ABOUT THIS TASK - When you reach the line in the data below that contains "use crate::model::id::RoleId;", please start repeating lines exactly, and stop after the line that contains "#[must_use]", repeating nothing else.

RECORDS SUPPLIED START

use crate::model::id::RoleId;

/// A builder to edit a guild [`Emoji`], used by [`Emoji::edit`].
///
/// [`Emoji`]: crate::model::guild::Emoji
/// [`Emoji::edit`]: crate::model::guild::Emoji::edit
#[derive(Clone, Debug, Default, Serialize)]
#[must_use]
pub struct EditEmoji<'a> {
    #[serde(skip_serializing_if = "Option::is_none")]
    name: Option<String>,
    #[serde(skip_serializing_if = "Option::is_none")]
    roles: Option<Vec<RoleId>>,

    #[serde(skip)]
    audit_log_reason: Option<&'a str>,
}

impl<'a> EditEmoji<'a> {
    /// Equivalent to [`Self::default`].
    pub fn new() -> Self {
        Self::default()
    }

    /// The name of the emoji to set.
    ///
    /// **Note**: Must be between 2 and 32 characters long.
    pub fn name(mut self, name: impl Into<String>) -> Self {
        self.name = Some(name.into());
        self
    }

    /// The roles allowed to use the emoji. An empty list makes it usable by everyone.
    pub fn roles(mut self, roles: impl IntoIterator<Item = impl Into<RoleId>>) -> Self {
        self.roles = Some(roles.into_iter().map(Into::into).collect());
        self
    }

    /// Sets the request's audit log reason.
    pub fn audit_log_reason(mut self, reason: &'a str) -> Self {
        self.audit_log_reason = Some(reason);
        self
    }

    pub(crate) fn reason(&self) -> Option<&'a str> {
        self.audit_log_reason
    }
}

RECORDS SUPPLIED END
RECORDS SUPPLIED START

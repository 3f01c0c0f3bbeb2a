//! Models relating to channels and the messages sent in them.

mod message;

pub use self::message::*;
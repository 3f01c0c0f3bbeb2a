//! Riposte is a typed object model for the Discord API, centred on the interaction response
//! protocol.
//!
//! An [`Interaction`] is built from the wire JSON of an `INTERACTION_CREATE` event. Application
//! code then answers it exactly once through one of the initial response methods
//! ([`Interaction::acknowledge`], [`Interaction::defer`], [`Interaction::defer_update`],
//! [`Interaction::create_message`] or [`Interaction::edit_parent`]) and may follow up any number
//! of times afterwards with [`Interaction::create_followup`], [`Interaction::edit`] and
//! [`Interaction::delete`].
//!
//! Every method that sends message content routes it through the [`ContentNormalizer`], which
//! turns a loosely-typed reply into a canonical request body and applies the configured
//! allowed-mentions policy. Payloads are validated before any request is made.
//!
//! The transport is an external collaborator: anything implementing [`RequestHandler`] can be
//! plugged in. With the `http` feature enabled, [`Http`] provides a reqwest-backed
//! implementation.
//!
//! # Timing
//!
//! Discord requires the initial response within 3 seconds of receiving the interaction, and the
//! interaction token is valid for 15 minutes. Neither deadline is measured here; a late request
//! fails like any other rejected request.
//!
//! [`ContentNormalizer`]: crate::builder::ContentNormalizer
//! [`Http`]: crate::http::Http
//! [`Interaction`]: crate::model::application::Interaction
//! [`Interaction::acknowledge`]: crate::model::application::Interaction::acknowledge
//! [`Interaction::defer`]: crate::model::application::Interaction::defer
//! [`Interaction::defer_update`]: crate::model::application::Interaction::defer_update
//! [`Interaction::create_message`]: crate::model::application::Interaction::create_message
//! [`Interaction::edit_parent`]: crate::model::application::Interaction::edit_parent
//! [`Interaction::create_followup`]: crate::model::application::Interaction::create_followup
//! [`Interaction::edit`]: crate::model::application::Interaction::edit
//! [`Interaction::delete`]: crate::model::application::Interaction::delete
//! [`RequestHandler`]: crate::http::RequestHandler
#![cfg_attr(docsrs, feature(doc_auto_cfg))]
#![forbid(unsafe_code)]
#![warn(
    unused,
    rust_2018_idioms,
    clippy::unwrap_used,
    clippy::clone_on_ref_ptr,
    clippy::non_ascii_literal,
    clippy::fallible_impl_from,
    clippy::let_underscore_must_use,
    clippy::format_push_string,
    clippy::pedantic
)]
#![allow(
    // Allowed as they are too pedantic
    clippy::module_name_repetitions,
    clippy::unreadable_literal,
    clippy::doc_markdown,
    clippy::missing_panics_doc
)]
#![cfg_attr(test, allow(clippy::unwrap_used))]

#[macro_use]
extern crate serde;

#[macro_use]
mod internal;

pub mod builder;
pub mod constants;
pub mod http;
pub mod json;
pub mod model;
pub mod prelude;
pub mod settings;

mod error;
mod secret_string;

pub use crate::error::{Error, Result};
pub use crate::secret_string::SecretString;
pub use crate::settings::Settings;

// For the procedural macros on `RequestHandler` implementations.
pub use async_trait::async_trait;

RECORDS SUPPLIED END

WORKED SOLUTION -
use crate::model::id::RoleId;

/// A builder to edit a guild [`Emoji`], used by [`Emoji::edit`].
///
/// [`Emoji`]: crate::model::guild::Emoji
/// [`Emoji::edit`]: crate::model::guild::Emoji::edit
#[derive(Clone, Debug, Default, Serialize)]
#[must_use]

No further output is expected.